From the entries below, list each line with "completions".

Collected data
=== Begin Enclosure ===
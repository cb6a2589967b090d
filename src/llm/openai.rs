//! OpenAI-compatible chat completions backend (OpenAI, Groq).

use async_trait::async_trait;
use reqwest::Client;
use serde_json::{Value, json};

use super::backend::BackendConfig;
use super::client::{Backend, LlmError};
use super::transport::{http_client, send_json, string_at};

pub struct OpenAiBackend {
    client: Client,
    config: BackendConfig,
}

impl OpenAiBackend {
    pub fn new(config: BackendConfig) -> Result<Self, LlmError> {
        Ok(Self {
            client: http_client(config.request_timeout)?,
            config,
        })
    }

    fn url(&self) -> String {
        format!("{}/chat/completions", self.config.endpoint)
    }

    fn build_request(&self, prompt: &str) -> Value {
        json!({
            "model": self.config.model,
            "messages": [
                { "role": "user", "content": prompt }
            ],
            "temperature": self.config.temperature,
            "max_tokens": self.config.max_tokens
        })
    }

    fn parse_response(body: &Value) -> Result<String, LlmError> {
        string_at(body, "/choices/0/message/content")
    }
}

#[async_trait]
impl Backend for OpenAiBackend {
    fn name(&self) -> &str {
        self.config.provider.as_str()
    }

    async fn complete(&self, prompt: &str) -> Result<String, LlmError> {
        let api_key = self.config.require_api_key()?;
        let body = self.build_request(prompt);
        let request = self.client.post(self.url()).bearer_auth(api_key);
        let response = send_json(request, &body).await?;
        Self::parse_response(&response)
    }
}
=== End Enclosure ===
Answer:
//! OpenAI-compatible chat completions backend (OpenAI, Groq).
        format!("{}/chat/completions", self.config.endpoint)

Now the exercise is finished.